Defendants' counsel sent a September 8, 2022, email stating in pertinent part: “The good news for you is that the device is being secured and preserved, and is being isolated from Mr. Idzi...” Id. at ¶ 51. Plaintiff's counsel then requested confirmation that that Idzi “does not currently have access to or otherwise possess the COE hard drive or any of the COE hard drive contents.” Id. at ¶ 52. Defense counsel replied on September 10, 2022, that “Mr. Idzi is sending (or has sent) the device today by fed ex for delivery to bit-x-bit” Id. at ¶ 53. On September 14, 2022, defense counsel confirmed that bit-by-bit had received the Samsung hard drive. Id. at ¶ 54.

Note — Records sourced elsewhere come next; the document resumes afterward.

//! Services Layer
//!
//! Business logic between the route handlers and the storage/feed
//! collaborators. Route handlers stay thin; staleness decisions, order
//! validation, and valuation all live here.
//!
//! # Services
//!
//! - `MarketDataService` - candle cache, line series, last close
//! - `InstrumentService` - reference-data directory refresh
//! - `PopularService` - most-traded instruments of the day
//! - `TradingService` - buy/sell orders against the ledger
//! - `PortfolioService` - mark-to-market valuation
//! - `LeaderboardService` - equity ranking across accounts

pub mod instrument_service;
pub mod leaderboard_service;
pub mod market_service;
pub mod popular_service;
pub mod portfolio_service;
pub mod trading_service;

// Re-export commonly used types and services
pub use instrument_service::InstrumentService;
pub use leaderboard_service::{LeaderboardEntry, LeaderboardService};
pub use market_service::{CandleSeries, CandleSource, LastClose, LinePoint, LineSeries, MarketDataService};
pub use popular_service::{PopularItem, PopularService};
pub use portfolio_service::{PortfolioPosition, PortfolioService, PortfolioSummary, PortfolioView};
pub use trading_service::{OrderReceipt, OrderSide, PositionSnapshot, TradingService};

After the return of the hard drive, plaintiff retained its own forensic vendor (Vestige) to examine its contents. The examination revealed that it contained an extensive array of confidential and propriety information protected by the confidentiality agreement between plaintiff and Idzi. Id. at ¶¶ 55-56. It also revealed that the contents had been viewed, printed and possibly downloaded during the time Idzi had been working for NDI. Id. at ¶ 57.

The Confidentiality Agreement contains a forum-selection clause in which Idzi agreed to submit to the personal jurisdiction of either the Court of Common Pleas of Allegheny County, Pennsylvania, or the United States District Court for the Western District of Pennsylvania. The clause further provides that the venue for any action shall be in the County of Allegheny, Pennsylvania, as to “any dispute relating to this [Confidentiality Agreement].” It also provides that the parties waive any objection to venue or jurisdiction “and any objection based on a more convenient forum in any dispute relating to this [Confidentiality Agreement].” Id. at ¶ 24.

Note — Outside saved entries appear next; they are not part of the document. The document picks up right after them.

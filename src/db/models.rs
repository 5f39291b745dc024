//! Storage row models

use chrono::{DateTime, NaiveDate, Utc};
use serde::{Deserialize, Serialize};

/// Instrument reference data, one row per (secid, board)
#[derive(Debug, Clone, Serialize, Deserialize)]
pub struct Instrument {
    pub id: i64,
    pub secid: String,
    pub board: String,
    pub name: String,
    pub shortname: String,
    pub isin: String,
    pub lotsize: i64,
    pub refreshed_at: DateTime<Utc>,
}

/// Reference attributes written by a directory refresh.
///
/// Identity (secid, board) is the upsert key; everything else is
/// overwritten last-write-wins.
#[derive(Debug, Clone)]
pub struct InstrumentUpsert {
    pub secid: String,
    pub name: String,
    pub shortname: String,
    pub isin: String,
    pub lotsize: i64,
}

/// Candle bar as served to readers
#[derive(Debug, Clone, PartialEq, Serialize, Deserialize)]
pub struct Candle {
    pub t: NaiveDate,
    pub open: Option<f64>,
    pub high: Option<f64>,
    pub low: Option<f64>,
    pub close: Option<f64>,
    pub volume: Option<f64>,
}

/// Trading account, one per external owner
#[derive(Debug, Clone, Serialize, Deserialize)]
pub struct Account {
    pub id: i64,
    pub owner_id: i64,
    pub cash: f64,
    pub created_at: DateTime<Utc>,
}

/// Position joined with its instrument identity
#[derive(Debug, Clone, Serialize, Deserialize)]
pub struct PositionView {
    pub secid: String,
    pub name: String,
    pub qty: f64,
    pub avg_price: f64,
}

/// Immutable trade record, joined with its instrument identity
#[derive(Debug, Clone, Serialize, Deserialize)]
pub struct Trade {
    pub id: i64,
    pub account_id: i64,
    pub secid: String,
    pub side: String,
    pub qty: f64,
    pub price: f64,
    pub created_at: DateTime<Utc>,
}

/// Result of a settled buy or sell
#[derive(Debug, Clone, Serialize)]
pub struct Fill {
    pub account_id: i64,
    pub secid: String,
    pub side: String,
    pub qty: f64,
    pub price: f64,
    pub cash_after: f64,
    pub position_qty: f64,
    pub position_avg_price: f64,
}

NDI mounts a full-scale attack on plaintiff's attempt to subject it to personal jurisdiction in this court. It notes that it is not subject to general jurisdiction in Pennsylvania and it does not have minimum contacts to maintain specific jurisdiction under International Shoe v. Washington, 326 U.S. 310, 316 (1945). Its sales into Pennsylvania amount to only a small fraction of its general distributions, and up until recently the bulk of these sales actually were made to plaintiff. It further argues that plaintiffs allegations are threadbare and conclusory and therefore fall short of meeting its burden to produce facts that establish personal jurisdiction. And plaintiff's factual shortcomings include its inability to establish jurisdiction under the "closely-related party" doctrine or the "Calder effects" test. NDI therefore concludes that it is entitled to dismissal.

Plaintiff maintains that specific jurisdiction exists based on the forum selection clause in the confidentiality agreement. It highlights that the First Amended Complaint alleges both Idzi and NDI accessed and used plaintiff's trade secrets to gain a competitive advantage and NDI is so closely related to the present dispute between plaintiff and Idzi as to make the forum selection clause enforceable against it. Further, NDI assertedly directed its misappropriations directly at plaintiff, and the harm from that conduct was suffered by plaintiff in the Commonwealth of Pennsylvania. The impact of that wrongful conduct thus satisfies the "Calder effects" test. Plaintiff thus contends that personal jurisdiction can and should be exercised over NDI.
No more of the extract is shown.